Q&A – 13 February 2023

Requirements to make a Will

I am a Tanzanian male and Hindu by religion. My present age is 78 and I am intending to make a Will as I am quite unwell. Can you tell me what the key requirements are and whether the Will needs to be registered? Does it matter if I am of a different religion?
PP, Dar

Succession of Non-Christian Asiatic in Tanzania is governed by the Succession (Non-Christian Asiatics) Act, Cap 28 R.E. 2002 (the Act). Section 6(1) of the Act provides that ‘succession to the movable property in Mainland Tanzania of a deceased Non-Christian Asiatic who at the time of death was domiciled in Mainland Tanzania and to the immovable property in Mainland Tanzania of such a Non-Christian Asiatic whether or not domiciled in Tanzania at the death, shall be regulated by the law of the religion professed by that Non-Christian Asiatic at the time of death’.

For the mode of distribution of properties of an intestate Hindu, the governing law is the Hindu Succession Act, 1956 (as amended). The Hindu Succession Act governs the intestate succession among Hindus but also applies to other persons who are Buddhists, Jainas or Sikhs by religion.

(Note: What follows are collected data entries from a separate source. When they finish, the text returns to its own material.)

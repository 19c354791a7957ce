//! cadenza-ingest library
//!
//! Media library ingestion core: content-addressed deduplication, tag
//! extraction, genre resolution, audio embeddings, per-user libraries and
//! dense playlist ordering.
//!
//! [`Library`] wires the services together. Collaborators are injected
//! through [`Collaborators`]; [`Library::from_settings`] builds the live ones.

pub mod db;
pub mod error;
pub mod models;
pub mod services;
pub mod utils;

pub use error::IngestError;

use cadenza_common::config::Settings;
use cadenza_common::events::EventBus;
use cadenza_common::{Error, Result};
use models::{IngestOutcome, PlaylistId, SimilarSong, SongId, UserId};
use services::{
    BlobStore, EmbeddingProvider, EmbeddingStore, EnrichmentProvider, FsBlobStore,
    HttpEmbeddingClient, IngestPipeline, IngestQueue, LibraryLinker, LoftyTagReader,
    MusicBrainzClient, PlaylistExporter, PlaylistManager, SimilarityError, TagReader,
};
use sqlx::SqlitePool;
use std::io::{Seek, Write};
use std::path::{Path, PathBuf};
use std::sync::Arc;
use uuid::Uuid;

/// Event bus capacity for batch progress events
const EVENT_CAPACITY: usize = 256;

/// External collaborators of the ingest core
#[derive(Clone)]
pub struct Collaborators {
    pub blobs: Arc<dyn BlobStore>,
    pub tag_reader: Arc<dyn TagReader>,
    pub enrichment: Arc<dyn EnrichmentProvider>,
    pub embedder: Arc<dyn EmbeddingProvider>,
}

/// Library tuning knobs
#[derive(Debug, Clone, Copy)]
pub struct LibraryOptions {
    /// Files ingested concurrently across all batches
    pub worker_count: usize,
    /// Result count for similarity queries without an explicit limit
    pub similar_top_n: usize,
    /// Finished batch statuses kept for queries
    pub batch_retention: usize,
}

impl Default for LibraryOptions {
    fn default() -> Self {
        Self {
            worker_count: 4,
            similar_top_n: 5,
            batch_retention: services::ingest_queue::DEFAULT_BATCH_RETENTION,
        }
    }
}

pub struct Library {
    pool: SqlitePool,
    events: Arc<EventBus>,
    pipeline: Arc<IngestPipeline>,
    queue: IngestQueue,
    linker: Arc<LibraryLinker>,
    playlists: Arc<PlaylistManager>,
    exporter: PlaylistExporter,
    embeddings: EmbeddingStore,
    options: LibraryOptions,
}

impl Library {
    pub fn new(pool: SqlitePool, collaborators: Collaborators, options: LibraryOptions) -> Self {
        let events = Arc::new(EventBus::new(EVENT_CAPACITY));
        let linker = Arc::new(LibraryLinker::new(pool.clone(), collaborators.blobs.clone()));
        let playlists = Arc::new(PlaylistManager::new(pool.clone()));
        let exporter = PlaylistExporter::new(pool.clone(), collaborators.blobs.clone());

        let pipeline = Arc::new(IngestPipeline::new(
            pool.clone(),
            collaborators.blobs,
            collaborators.tag_reader,
            collaborators.enrichment,
            collaborators.embedder,
            linker.clone(),
            playlists.clone(),
        ));
        let queue = IngestQueue::new(pipeline.clone(), events.clone(), options.worker_count)
            .with_retention(options.batch_retention);

        Self {
            embeddings: EmbeddingStore::new(pool.clone()),
            pool,
            events,
            pipeline,
            queue,
            linker,
            playlists,
            exporter,
            options,
        }
    }

    /// Open the database and build the live collaborators from settings
    pub async fn from_settings(settings: &Settings) -> Result<Self> {
        let pool = cadenza_common::db::init_database(&settings.database_path).await?;

        let enrichment = MusicBrainzClient::new(
            &settings.musicbrainz_url,
            &settings.musicbrainz_email,
            settings.request_timeout,
        )
        .map_err(|e| Error::Config(format!("MusicBrainz client: {}", e)))?;
        let embedder = HttpEmbeddingClient::new(&settings.embedding_url, settings.request_timeout)
            .map_err(|e| Error::Config(format!("Embedding client: {}", e)))?;

        tracing::info!(
            database = %settings.database_path.display(),
            blobs = %settings.blob_dir.display(),
            embedding_url = %settings.embedding_url,
            "Library services configured"
        );

        let collaborators = Collaborators {
            blobs: Arc::new(FsBlobStore::new(&settings.blob_dir)),
            tag_reader: Arc::new(LoftyTagReader::new()),
            enrichment: Arc::new(enrichment),
            embedder: Arc::new(embedder),
        };

        Ok(Self::new(
            pool,
            collaborators,
            LibraryOptions {
                worker_count: settings.worker_count,
                similar_top_n: settings.similar_top_n,
                ..LibraryOptions::default()
            },
        ))
    }

    /// Ingest one file synchronously
    pub async fn ingest(
        &self,
        path: &Path,
        user_id: UserId,
        playlist_id: Option<PlaylistId>,
    ) -> std::result::Result<IngestOutcome, IngestError> {
        self.pipeline.ingest(path, user_id, playlist_id).await
    }

    /// Ingest a scratch directory in the background
    pub async fn ingest_batch(
        &self,
        scratch_dir: PathBuf,
        user_id: UserId,
        playlist_id: Option<PlaylistId>,
    ) -> Result<Uuid> {
        self.queue.submit(scratch_dir, user_id, playlist_id).await
    }

    /// Songs most similar to `song_id`, `top_n` defaulting to the configured count
    pub async fn similar_songs(
        &self,
        song_id: SongId,
        top_n: Option<usize>,
    ) -> std::result::Result<Vec<SimilarSong>, SimilarityError> {
        self.embeddings
            .similar_to_song(song_id, top_n.unwrap_or(self.options.similar_top_n))
            .await
    }

    /// Write an owned playlist to `writer` as a zip archive
    pub async fn export_playlist<W: Write + Seek + Send>(
        &self,
        user_id: UserId,
        playlist_id: PlaylistId,
        writer: W,
    ) -> Result<W> {
        self.exporter.export(user_id, playlist_id, writer).await
    }

    pub fn pool(&self) -> &SqlitePool {
        &self.pool
    }

    pub fn events(&self) -> &Arc<EventBus> {
        &self.events
    }

    pub fn queue(&self) -> &IngestQueue {
        &self.queue
    }

    pub fn linker(&self) -> &LibraryLinker {
        &self.linker
    }

    pub fn playlists(&self) -> &PlaylistManager {
        &self.playlists
    }

    pub fn embeddings(&self) -> &EmbeddingStore {
        &self.embeddings
    }

    /// Cancel running batches and wait for them to wind down
    pub async fn shutdown(&self) {
        self.queue.shutdown().await;
        self.pool.close().await;
    }
}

A Will is a legal declaration of the intention of a person with respect to his property, which he desires to take effect after his death. It is a unilateral document and takes effect after the death of the person making it. Thus, a Hindu who wishes all of or part of his properties not to be distributed according to the dictates of the Hindu Succession Act, can make a Will. Making a Will is highly encouraged and it is one of the most important documents that one will make in their lifetime.

On drafting the Will, generally, it is not necessary that any technical words or terms of art are used in a Will, but only that the wording representing the intentions of the testator should be clear. In making a Will, the testator should abide, at least to the following rules: she/he should be willing to make a Will and be of sound mind at the time of writing the Will; she/he should sign or affix a thumb mark or signature on the Will; the Will must be witnessed by two or more witnesses; the witnesses must see the testator signing or affixing her/his thumb mark to the Will; each of the witnesses should sign the Will in the presence of the testator; and the witnesses should not be among the beneficiaries of the Will. We also recommend having an alternate executor mentioned in the Will in case the first executor cannot act.

A Will doesn’t need to be registered for it to be valid. More importantly, you should choose a trustful executor to keep your Will and distribute your properties according to your wishes upon your death. You can choose individuals to keep your Will but you may also deposit your Will to entities with perpetual existence, like religious organisations or the Registration, Insolvency and Trusteeship Agency (RITA).

Finally, it is important that the executor knows about the existence of the Will and where to find it. Some testators also inform their beneficiaries about the Will’s existence so that there is no confusion at the time of applying for a probate.

It is worth to note that these minimal principles of making a Will apply to all testators irrespective of their religious inclinations.

Driver knocks down pedestrian

I am a Human Resources Manager of a fast growing company in Tanzania. A month ago, our driver while driving his private car knocked down a pedestrian and caused his death. He was charged with the offence of causing death by careless driving and found guilty on his own plea. The driver was then convicted and sentenced to pay a fine which he promptly paid and in addition to the fine his driving licence was cancelled and he was disqualified from obtaining another driving licence for a period of 18 months. Will it be justified to terminate the driver on the grounds of his conviction for a traffic offence? 
AC, Dar

Termination of employment contract on the basis of Court conviction presupposes that the Court found the employee guilty of an offence which also constitutes a disciplinary offence. The offence of causing death by careless driving is not a disciplinary offence or misconduct.

However, if an employee who is a driver is convicted by the Court of a traffic offence and his driving licence is cancelled and is also disqualified from driving obtaining another driving licence for a certain period, such driver can be terminated from employment by the employer on the ground of incapacity and not for misconduct.

Since the driver’s licence was cancelled by the Court and he was also disqualified from obtaining another driving licence, he became incapable of driving legally. Now that the driver can no longer render the driving services for which he was employed, the employer may terminate him on the ground of incapacity. If the Company has a different position to which he can be transferred, the management may do that if the employee is also willing to take the proposed new position. In case you do not have a position to relocate the driver or the driver refuses to relocate, you can continue to terminate the employee on the ground of incapacity.

Substantively, you have fair reason for terminating the driver’s contract of employment as you cannot keep his position vacant for 18 months. Nevertheless, you should make sure that a fair procedure is followed before terminating him. You should serve him with a show cause notice to explain why he should not be terminated for incapacity following the cancellation of his driving licence by the Court. After receiving a response from him, you have to hold a hearing and give him the right to be heard before he is terminated.